• YOUR TASK
Find every line below that contains the word "CommandKind" and copy it out.

• INFORMATION SHOWN

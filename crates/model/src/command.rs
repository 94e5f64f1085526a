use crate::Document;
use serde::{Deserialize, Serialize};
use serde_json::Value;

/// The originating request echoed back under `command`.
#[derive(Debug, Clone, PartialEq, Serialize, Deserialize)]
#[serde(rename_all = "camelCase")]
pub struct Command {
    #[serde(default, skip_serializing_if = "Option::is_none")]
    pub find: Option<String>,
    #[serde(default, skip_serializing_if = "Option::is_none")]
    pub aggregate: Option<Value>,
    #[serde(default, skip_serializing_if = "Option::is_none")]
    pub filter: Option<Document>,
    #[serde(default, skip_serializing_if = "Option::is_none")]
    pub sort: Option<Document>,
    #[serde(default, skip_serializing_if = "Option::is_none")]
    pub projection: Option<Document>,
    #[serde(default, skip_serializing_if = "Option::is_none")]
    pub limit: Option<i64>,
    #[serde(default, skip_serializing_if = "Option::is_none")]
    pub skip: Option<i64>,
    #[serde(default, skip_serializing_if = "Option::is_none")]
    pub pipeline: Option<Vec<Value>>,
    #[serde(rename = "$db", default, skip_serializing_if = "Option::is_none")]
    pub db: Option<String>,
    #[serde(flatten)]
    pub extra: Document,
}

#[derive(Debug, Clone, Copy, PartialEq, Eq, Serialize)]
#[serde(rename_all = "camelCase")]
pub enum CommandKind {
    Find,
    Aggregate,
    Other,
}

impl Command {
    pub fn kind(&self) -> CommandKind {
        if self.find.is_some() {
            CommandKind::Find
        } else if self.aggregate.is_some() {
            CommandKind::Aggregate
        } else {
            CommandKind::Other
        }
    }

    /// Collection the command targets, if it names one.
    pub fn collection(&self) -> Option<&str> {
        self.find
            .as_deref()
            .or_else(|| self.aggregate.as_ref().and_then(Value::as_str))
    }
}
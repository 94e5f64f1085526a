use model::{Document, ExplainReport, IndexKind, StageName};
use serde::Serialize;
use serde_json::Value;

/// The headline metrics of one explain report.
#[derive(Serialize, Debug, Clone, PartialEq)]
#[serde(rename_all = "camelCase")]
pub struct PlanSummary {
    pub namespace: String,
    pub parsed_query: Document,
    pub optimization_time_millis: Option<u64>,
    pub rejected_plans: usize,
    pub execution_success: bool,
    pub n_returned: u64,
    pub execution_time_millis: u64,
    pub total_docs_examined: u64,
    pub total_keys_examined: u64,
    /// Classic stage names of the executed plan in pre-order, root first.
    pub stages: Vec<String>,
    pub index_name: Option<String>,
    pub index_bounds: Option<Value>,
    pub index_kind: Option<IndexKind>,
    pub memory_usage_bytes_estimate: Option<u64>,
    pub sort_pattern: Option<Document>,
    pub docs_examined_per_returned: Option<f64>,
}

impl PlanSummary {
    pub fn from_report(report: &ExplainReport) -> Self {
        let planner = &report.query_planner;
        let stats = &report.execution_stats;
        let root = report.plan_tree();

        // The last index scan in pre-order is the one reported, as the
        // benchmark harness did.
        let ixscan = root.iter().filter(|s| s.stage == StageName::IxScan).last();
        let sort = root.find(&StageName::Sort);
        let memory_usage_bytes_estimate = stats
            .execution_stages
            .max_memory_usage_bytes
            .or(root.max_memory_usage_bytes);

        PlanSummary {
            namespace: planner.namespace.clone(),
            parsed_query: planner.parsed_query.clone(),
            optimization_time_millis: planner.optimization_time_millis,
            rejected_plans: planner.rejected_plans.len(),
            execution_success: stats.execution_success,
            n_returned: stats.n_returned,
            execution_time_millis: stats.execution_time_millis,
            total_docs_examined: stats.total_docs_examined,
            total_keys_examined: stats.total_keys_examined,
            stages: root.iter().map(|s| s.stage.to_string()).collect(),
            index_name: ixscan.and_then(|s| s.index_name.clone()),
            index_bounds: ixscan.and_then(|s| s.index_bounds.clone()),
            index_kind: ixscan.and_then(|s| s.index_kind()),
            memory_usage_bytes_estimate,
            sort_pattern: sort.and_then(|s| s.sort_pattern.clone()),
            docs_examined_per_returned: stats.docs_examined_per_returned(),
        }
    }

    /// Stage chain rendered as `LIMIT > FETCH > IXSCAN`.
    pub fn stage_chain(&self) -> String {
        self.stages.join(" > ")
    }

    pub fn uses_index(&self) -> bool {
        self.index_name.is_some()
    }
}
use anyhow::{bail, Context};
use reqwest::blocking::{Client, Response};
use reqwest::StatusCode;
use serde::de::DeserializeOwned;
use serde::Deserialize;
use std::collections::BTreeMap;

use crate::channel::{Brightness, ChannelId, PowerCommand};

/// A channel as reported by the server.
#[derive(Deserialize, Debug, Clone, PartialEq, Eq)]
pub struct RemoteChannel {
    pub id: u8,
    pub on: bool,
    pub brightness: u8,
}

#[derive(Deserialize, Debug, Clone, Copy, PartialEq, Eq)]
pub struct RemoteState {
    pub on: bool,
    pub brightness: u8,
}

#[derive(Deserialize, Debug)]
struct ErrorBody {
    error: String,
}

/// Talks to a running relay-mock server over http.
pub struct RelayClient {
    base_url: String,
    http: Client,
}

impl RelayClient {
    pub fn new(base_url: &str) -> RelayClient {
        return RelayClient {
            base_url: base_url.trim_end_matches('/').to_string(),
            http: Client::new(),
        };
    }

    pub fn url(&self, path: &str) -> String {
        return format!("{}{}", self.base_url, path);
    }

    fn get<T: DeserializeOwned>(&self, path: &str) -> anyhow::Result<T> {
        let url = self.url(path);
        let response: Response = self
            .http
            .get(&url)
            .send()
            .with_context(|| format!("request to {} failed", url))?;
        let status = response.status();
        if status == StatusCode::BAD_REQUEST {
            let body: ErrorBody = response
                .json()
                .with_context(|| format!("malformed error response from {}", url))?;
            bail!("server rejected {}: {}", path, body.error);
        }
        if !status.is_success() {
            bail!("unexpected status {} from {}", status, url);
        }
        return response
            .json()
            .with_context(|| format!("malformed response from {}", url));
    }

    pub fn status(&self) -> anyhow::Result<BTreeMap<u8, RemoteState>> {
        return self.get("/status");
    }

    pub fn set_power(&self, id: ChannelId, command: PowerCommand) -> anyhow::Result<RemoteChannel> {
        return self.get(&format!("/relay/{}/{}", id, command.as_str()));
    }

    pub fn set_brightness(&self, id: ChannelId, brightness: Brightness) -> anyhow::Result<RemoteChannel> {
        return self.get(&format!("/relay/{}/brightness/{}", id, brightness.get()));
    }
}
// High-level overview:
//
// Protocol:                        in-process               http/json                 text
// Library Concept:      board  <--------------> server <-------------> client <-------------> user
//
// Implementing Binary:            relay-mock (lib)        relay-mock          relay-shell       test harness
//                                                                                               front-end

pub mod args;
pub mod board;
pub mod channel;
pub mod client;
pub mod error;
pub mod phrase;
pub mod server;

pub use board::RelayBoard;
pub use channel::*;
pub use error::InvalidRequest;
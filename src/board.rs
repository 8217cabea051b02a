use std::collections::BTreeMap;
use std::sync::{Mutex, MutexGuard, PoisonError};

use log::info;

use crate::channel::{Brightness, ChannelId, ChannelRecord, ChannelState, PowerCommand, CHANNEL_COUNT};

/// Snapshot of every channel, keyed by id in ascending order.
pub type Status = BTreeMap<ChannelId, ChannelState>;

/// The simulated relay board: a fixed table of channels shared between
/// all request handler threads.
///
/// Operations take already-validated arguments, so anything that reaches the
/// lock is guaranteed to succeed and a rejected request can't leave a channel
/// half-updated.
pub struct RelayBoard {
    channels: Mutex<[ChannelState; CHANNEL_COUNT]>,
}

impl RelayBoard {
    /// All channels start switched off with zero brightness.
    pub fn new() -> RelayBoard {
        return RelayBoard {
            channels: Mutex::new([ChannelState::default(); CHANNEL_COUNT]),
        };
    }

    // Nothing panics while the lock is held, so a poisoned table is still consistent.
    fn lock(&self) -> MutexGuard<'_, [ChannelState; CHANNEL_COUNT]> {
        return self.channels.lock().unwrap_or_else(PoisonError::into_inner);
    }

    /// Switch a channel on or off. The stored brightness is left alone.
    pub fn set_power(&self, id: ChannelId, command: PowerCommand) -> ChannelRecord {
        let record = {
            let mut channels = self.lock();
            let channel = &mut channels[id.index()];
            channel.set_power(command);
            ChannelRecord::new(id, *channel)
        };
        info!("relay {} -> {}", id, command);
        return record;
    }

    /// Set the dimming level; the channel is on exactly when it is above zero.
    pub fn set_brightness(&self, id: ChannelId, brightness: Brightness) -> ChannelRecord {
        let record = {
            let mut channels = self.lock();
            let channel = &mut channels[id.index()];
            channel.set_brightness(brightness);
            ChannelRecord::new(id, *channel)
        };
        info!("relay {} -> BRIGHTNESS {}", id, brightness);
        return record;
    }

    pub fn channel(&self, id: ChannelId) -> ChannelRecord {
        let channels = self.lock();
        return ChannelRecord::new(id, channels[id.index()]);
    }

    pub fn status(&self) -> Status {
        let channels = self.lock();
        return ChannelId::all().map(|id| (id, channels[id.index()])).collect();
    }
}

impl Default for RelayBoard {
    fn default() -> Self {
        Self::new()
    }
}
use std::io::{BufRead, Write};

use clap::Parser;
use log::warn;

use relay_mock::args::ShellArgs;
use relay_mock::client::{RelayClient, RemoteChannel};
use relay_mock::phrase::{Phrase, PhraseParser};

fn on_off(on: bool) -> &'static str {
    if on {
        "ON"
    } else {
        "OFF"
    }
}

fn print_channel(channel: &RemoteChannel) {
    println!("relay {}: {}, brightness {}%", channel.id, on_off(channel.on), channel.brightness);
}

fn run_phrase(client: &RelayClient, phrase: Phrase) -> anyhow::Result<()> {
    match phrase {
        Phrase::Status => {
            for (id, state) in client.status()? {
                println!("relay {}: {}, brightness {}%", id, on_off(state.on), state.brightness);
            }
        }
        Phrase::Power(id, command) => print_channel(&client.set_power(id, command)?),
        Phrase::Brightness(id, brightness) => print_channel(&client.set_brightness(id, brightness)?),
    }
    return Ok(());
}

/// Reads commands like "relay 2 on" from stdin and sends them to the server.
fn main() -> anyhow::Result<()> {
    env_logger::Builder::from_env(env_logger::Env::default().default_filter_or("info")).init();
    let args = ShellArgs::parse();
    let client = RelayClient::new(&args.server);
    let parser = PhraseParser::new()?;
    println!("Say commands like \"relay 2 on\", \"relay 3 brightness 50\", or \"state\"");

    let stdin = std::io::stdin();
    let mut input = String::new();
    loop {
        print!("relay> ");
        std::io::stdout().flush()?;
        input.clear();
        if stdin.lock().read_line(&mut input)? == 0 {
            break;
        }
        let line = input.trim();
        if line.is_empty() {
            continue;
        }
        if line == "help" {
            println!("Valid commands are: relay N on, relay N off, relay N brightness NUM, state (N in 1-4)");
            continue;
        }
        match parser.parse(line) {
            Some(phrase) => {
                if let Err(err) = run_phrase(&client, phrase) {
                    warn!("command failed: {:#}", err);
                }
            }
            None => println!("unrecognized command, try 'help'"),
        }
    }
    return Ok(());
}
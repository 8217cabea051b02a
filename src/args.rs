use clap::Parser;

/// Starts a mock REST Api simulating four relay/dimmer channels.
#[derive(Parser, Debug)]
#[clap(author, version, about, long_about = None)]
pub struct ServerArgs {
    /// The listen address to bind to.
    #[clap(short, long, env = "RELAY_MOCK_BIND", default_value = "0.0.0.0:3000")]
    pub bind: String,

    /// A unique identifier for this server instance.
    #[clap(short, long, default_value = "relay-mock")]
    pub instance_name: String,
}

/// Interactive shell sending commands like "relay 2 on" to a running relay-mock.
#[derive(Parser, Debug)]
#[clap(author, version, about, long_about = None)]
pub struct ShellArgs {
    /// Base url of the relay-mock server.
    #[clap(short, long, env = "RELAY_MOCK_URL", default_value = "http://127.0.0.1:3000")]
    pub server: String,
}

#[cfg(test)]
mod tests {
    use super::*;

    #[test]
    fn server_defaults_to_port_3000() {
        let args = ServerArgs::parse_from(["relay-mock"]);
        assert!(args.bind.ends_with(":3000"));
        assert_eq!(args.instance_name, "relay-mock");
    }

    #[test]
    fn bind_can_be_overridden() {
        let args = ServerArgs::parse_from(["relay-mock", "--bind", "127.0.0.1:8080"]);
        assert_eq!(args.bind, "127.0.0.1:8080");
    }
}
--
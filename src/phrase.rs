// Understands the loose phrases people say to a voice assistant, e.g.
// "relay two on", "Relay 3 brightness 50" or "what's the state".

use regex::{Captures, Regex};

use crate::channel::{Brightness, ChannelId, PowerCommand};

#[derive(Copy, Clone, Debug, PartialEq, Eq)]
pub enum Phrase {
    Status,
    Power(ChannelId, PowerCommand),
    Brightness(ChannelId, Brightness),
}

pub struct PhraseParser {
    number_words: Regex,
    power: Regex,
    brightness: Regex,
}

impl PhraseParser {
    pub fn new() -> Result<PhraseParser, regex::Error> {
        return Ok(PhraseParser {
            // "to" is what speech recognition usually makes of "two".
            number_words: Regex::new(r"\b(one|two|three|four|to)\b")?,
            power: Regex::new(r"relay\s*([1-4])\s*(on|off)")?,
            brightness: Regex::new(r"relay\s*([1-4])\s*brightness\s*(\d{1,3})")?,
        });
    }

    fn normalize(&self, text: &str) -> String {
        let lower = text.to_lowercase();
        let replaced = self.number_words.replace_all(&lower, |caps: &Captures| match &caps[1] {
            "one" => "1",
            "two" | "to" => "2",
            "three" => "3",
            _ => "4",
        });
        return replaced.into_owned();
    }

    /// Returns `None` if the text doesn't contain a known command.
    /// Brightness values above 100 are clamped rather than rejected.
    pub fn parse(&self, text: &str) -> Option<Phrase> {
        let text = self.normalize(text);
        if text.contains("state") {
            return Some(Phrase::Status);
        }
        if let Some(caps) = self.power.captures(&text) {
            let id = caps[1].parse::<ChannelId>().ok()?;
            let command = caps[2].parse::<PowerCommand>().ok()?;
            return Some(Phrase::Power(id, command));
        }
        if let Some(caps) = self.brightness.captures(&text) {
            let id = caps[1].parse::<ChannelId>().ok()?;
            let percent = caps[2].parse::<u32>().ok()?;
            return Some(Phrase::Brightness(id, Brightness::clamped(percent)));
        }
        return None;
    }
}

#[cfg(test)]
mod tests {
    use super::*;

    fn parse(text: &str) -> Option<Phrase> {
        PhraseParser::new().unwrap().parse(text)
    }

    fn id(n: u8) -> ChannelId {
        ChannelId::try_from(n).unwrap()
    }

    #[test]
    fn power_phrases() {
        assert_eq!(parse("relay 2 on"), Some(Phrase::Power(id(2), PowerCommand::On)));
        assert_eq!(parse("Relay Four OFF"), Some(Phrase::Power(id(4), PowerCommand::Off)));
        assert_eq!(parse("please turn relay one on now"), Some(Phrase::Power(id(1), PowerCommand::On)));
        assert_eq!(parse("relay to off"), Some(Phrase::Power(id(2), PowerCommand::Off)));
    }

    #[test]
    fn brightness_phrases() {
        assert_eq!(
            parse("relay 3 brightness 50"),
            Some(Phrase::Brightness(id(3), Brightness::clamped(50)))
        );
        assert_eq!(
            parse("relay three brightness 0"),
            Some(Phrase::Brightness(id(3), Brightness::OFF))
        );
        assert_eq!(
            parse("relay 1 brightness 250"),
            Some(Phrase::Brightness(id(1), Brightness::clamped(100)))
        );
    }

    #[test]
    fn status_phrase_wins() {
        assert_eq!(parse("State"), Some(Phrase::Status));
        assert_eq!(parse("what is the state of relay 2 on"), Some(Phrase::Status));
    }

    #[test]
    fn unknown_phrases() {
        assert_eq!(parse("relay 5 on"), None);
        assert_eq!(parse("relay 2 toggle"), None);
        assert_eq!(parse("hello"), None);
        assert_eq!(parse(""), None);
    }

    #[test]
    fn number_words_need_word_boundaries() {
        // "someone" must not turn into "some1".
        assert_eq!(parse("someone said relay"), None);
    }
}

• REPLY TO THE TASK
pub enum CommandKind {
    pub fn kind(&self) -> CommandKind {
            CommandKind::Find
            CommandKind::Aggregate
            CommandKind::Other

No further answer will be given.